**TASK DIRECTIONS:**
Read the records below. Copy each line where the string "TypingSignal" occurs.

(Saved data entries)
Start of Block

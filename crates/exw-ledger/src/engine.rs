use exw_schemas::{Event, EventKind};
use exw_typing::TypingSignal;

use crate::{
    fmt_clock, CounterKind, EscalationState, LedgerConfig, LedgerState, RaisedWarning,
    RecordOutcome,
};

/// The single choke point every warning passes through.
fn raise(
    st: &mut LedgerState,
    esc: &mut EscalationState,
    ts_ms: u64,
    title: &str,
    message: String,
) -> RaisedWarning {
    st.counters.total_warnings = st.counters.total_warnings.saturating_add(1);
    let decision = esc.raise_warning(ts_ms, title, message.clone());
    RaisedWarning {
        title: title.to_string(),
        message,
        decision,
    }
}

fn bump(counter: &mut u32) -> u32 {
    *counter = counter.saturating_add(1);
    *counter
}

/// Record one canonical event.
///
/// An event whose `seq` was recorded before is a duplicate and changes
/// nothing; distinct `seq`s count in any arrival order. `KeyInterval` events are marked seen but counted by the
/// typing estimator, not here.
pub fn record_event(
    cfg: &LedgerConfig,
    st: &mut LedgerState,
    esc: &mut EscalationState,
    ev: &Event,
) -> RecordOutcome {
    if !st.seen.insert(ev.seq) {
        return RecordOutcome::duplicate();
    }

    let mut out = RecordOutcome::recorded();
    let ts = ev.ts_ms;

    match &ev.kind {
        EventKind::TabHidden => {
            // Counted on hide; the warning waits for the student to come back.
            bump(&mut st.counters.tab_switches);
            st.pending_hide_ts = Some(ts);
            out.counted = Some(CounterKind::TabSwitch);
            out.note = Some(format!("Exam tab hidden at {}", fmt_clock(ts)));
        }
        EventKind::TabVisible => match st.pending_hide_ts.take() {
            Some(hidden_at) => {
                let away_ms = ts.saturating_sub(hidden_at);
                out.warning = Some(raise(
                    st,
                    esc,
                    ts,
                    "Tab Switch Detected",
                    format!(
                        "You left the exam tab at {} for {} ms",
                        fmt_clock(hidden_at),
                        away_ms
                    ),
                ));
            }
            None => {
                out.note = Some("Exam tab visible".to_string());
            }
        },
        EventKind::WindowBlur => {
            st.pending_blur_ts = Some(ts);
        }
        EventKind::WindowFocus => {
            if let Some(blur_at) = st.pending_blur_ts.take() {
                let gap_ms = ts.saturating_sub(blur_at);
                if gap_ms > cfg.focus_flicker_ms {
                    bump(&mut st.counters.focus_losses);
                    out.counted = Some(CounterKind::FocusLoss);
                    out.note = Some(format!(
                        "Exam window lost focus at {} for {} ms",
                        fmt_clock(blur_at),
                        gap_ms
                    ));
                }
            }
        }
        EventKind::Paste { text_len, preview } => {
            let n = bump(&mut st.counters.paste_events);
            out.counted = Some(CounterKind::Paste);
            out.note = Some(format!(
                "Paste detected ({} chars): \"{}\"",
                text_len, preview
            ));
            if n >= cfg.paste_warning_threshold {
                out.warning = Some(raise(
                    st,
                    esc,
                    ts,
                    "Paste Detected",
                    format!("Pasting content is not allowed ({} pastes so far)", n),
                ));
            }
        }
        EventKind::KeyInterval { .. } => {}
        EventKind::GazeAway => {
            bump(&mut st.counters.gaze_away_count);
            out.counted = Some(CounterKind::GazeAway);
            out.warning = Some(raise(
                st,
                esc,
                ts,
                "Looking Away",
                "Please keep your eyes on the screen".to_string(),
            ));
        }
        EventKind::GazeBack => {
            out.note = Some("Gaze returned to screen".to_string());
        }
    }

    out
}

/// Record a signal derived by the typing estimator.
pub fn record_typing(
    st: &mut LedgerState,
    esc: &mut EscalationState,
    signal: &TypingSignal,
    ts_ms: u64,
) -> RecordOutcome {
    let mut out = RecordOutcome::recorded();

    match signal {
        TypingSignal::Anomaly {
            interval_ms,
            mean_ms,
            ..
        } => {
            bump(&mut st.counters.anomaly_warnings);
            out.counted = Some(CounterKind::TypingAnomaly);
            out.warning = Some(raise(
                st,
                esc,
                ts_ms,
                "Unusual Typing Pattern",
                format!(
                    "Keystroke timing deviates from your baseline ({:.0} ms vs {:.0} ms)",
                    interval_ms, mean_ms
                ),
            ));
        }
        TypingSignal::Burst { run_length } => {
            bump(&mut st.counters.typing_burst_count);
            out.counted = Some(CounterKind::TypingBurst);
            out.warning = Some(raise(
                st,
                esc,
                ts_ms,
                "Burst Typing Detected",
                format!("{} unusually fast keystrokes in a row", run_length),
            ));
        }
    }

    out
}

End of Block
Start of Block

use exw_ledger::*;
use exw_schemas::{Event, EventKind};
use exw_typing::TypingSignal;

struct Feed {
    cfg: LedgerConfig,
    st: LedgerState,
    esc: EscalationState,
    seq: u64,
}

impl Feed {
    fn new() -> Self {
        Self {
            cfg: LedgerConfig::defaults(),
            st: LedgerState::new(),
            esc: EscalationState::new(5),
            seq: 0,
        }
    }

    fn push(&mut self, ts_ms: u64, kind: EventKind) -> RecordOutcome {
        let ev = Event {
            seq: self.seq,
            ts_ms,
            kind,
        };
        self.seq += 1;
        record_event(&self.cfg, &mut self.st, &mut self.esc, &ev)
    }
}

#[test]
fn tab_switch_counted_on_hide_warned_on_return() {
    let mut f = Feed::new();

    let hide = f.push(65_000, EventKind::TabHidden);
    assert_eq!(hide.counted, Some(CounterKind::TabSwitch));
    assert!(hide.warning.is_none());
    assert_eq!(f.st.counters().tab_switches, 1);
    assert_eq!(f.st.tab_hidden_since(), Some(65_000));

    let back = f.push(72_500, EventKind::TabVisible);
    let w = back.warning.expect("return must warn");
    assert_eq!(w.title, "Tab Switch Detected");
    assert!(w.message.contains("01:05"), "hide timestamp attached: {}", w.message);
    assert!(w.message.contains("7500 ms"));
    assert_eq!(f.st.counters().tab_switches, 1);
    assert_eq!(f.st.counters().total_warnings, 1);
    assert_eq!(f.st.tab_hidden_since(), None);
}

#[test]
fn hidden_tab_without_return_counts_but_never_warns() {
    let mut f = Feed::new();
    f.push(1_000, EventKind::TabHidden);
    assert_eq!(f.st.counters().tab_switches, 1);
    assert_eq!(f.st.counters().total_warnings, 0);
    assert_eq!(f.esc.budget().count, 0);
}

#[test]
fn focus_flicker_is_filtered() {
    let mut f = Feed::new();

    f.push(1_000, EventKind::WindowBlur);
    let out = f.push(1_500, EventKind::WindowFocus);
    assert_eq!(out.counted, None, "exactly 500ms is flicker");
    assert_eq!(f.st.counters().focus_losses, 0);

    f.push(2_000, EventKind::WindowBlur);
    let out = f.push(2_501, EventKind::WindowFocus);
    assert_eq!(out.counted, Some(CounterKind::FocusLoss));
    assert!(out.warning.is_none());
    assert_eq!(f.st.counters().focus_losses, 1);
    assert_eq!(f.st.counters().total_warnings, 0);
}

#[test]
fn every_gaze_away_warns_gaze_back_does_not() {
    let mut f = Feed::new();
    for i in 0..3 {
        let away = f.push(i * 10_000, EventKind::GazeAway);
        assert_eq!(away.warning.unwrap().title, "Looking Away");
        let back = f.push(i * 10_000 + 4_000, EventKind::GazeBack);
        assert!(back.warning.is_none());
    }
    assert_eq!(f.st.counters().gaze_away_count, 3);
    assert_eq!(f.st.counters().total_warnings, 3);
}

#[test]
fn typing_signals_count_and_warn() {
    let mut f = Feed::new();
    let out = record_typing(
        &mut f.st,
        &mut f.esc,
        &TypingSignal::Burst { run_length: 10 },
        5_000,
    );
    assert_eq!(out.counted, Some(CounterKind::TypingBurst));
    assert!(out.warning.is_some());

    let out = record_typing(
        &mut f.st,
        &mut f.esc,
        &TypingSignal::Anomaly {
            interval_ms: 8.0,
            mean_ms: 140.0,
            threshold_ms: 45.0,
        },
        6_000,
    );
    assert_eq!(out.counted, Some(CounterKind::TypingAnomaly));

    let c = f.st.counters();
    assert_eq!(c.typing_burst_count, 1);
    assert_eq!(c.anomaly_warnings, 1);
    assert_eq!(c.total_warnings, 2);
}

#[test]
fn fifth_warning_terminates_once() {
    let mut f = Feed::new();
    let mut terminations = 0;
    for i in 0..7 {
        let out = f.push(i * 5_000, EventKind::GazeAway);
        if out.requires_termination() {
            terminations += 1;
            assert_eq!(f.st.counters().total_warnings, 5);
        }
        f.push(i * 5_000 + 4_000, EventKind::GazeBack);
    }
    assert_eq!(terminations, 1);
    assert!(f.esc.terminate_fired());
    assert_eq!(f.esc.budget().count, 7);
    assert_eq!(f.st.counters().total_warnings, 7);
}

End of Block

**FINAL ANSWER:**
use exw_typing::TypingSignal;
    signal: &TypingSignal,
        TypingSignal::Anomaly {
        TypingSignal::Burst { run_length } => {
use exw_typing::TypingSignal;
        &TypingSignal::Burst { run_length: 10 },
        &TypingSignal::Anomaly {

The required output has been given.